Não entendia – nem posso dizer que entendo ainda – o conceito de fé. Meus pais, ambos ainda vivos, nunca tiveram crenças definidas. Meu pai não se dizia nada, nunca falava sobre crenças, nem pensava no divino. A vida já é tanto para se preocupar, que qualquer coisa que venha depois não passa de um bônus. Até preferiria se tudo acabasse com a morte. Imagine só a eternidade! Eternidade de paz ou tortura, ambos são promessas de castigo. Cinco minutos de paz para ele, homem de negócios, já era angustiante; e tortura raramente pode ser boa, que dirá eterna. Era um agnóstico por definição – não era uma questão de ter ou ter fé, ele simplesmente não se importava.

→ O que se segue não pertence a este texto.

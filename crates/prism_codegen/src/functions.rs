// SPDX-License-Identifier: MIT OR Apache-2.0
//! Function graph resolution for subgraph inlining.

use prism_graph::Graph;
use std::collections::HashMap;
use std::sync::Arc;
use thiserror::Error;

/// Error resolving a function graph by path.
#[derive(Debug, Error)]
pub enum FunctionLoadError {
    /// No function graph exists at the path
    #[error("function graph not found: {0}")]
    NotFound(String),

    /// The asset exists but could not be loaded as a graph
    #[error("function graph `{path}` failed to load: {reason}")]
    Invalid {
        /// Asset path
        path: String,
        /// Why the load failed
        reason: String,
    },
}

/// Host-supplied resolver for function graphs referenced by path.
///
/// The compiler loads each referenced graph lazily, on first use, and
/// caches it for the remainder of the pass.
pub trait FunctionProvider {
    /// Resolve a function graph by its asset path.
    fn load(&self, path: &str) -> Result<Arc<Graph>, FunctionLoadError>;
}

/// Provider for graphs that contain no function references.
#[derive(Debug, Default)]
pub struct NoFunctions;

impl FunctionProvider for NoFunctions {
    fn load(&self, path: &str) -> Result<Arc<Graph>, FunctionLoadError> {
        Err(FunctionLoadError::NotFound(path.to_string()))
    }
}

/// In-memory provider backed by a path map. Used by tests and by hosts
/// that keep function graphs in an asset cache.
#[derive(Debug, Default)]
pub struct MemoryFunctions {
    graphs: HashMap<String, Arc<Graph>>,
}

impl MemoryFunctions {
    /// Create an empty provider.
    pub fn new() -> Self {
        Self::default()
    }

    /// Register a function graph under a path.
    pub fn insert(&mut self, path: impl Into<String>, graph: Graph) {
        self.graphs.insert(path.into(), Arc::new(graph));
    }
}

impl FunctionProvider for MemoryFunctions {
    fn load(&self, path: &str) -> Result<Arc<Graph>, FunctionLoadError> {
        self.graphs
            .get(path)
            .cloned()
            .ok_or_else(|| FunctionLoadError::NotFound(path.to_string()))
    }
}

Já minha mãe nasceu católica e se desiludiu com os escândalos sobre os padres; virou evangélica, mas se sentiu sufocada pela rigidez e indignada com os roubos; foi budista, hare krishna, hinduísta, protestante, espírita, até mesmo ateísta por uma semana e meia quando se viu sem opções; tinha medo dos muçulmanos e pais-de-santo, e assim ela riscava sua lista de opções para preencher sua alma. Essa inaptidão para se adaptar a qualquer coisa espiritual lhe incomodava profundamente. Admirava tanto os homens de fé, tão sábios e cheios de frases tranquilizantes, mas não poderia estar mais distante deles. Então desistiu e formou sua própria fé, com um pouco de tudo aquilo que lhe atraía em todas as religiões e filosofias que ela seguira; eliminou uma ou duas contradições e estava feito. Ainda não era sábia, mas podia manter conversa com suas amigas religiosas de igual para igual, sempre as impressionando com seu desprendimento e vasta experiência.